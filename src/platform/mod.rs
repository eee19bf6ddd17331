//! Hardware seams consumed by the session controller.
//!
//! A [`CaptureBackend`] hands out the two physical devices, wraps them as
//! session inputs, creates the photo output and runs the session. The
//! controller never talks to hardware except through these traits.

pub mod native;

use crate::errors::CameraError;
use crate::types::{CameraPosition, CaptureSettings, FocusPoint, RawPhoto};
use std::fmt;
use std::sync::Arc;

pub use self::native::NokhwaBackend;

/// Invoked exactly once per submitted capture, on a backend thread
pub type PhotoCompletion = Box<dyn FnOnce(Result<RawPhoto, CameraError>) + Send + 'static>;

pub trait CaptureBackend: Send + Sync {
    fn name(&self) -> &str;

    /// Default wide-angle video device at the given position
    fn device(&self, position: CameraPosition) -> Result<Arc<dyn CaptureDevice>, CameraError>;

    /// Bind a device as a session source
    fn open_input(&self, device: Arc<dyn CaptureDevice>) -> Result<DeviceInput, CameraError>;

    /// Release the hardware held by an input that will never join a session
    fn close_input(&self, input: DeviceInput);

    fn create_photo_output(&self) -> Arc<dyn PhotoOutput>;

    /// Start delivering frames from `input`
    fn start_running(&self, input: &DeviceInput) -> Result<(), CameraError>;

    fn stop_running(&self);
}

pub trait CaptureDevice: Send + Sync {
    fn position(&self) -> CameraPosition;

    fn name(&self) -> String;

    /// Exclusive configuration lock; must be paired with `unlock_for_configuration`
    fn lock_for_configuration(&self) -> Result<(), CameraError>;

    fn unlock_for_configuration(&self);

    fn supports_focus_point(&self) -> bool;

    /// Only valid while the configuration lock is held
    fn set_focus_point(&self, point: FocusPoint);

    fn focus_point(&self) -> Option<FocusPoint>;
}

pub trait PhotoOutput: Send + Sync {
    fn set_high_resolution_capture_enabled(&self, enabled: bool);

    fn high_resolution_capture_enabled(&self) -> bool;

    /// Submit one capture; `completion` fires once, off the caller's thread
    fn capture_photo(&self, input: &DeviceInput, settings: CaptureSettings, completion: PhotoCompletion);
}

/// A device bound into a session as a source
#[derive(Clone)]
pub struct DeviceInput {
    device: Arc<dyn CaptureDevice>,
}

impl DeviceInput {
    pub fn new(device: Arc<dyn CaptureDevice>) -> Self {
        Self { device }
    }

    pub fn device(&self) -> &Arc<dyn CaptureDevice> {
        &self.device
    }

    pub fn position(&self) -> CameraPosition {
        self.device.position()
    }
}

impl fmt::Debug for DeviceInput {
    fn fmt(&self, f: &mut fmt::Formatter<'_>) -> fmt::Result {
        f.debug_struct("DeviceInput")
            .field("position", &self.position())
            .field("device", &self.device.name())
            .finish()
    }
}

impl PartialEq for DeviceInput {
    fn eq(&self, other: &Self) -> bool {
        Arc::ptr_eq(&self.device, &other.device)
    }
}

-- Assignment --
Everything from the line containing "fn eq(&self, other: &Self)" through the last line of the listing must be reproduced exactly, and no other line.

-- Response for this exercise --
    fn eq(&self, other: &Self) -> bool {
        Arc::ptr_eq(&self.device, &other.device)
    }
}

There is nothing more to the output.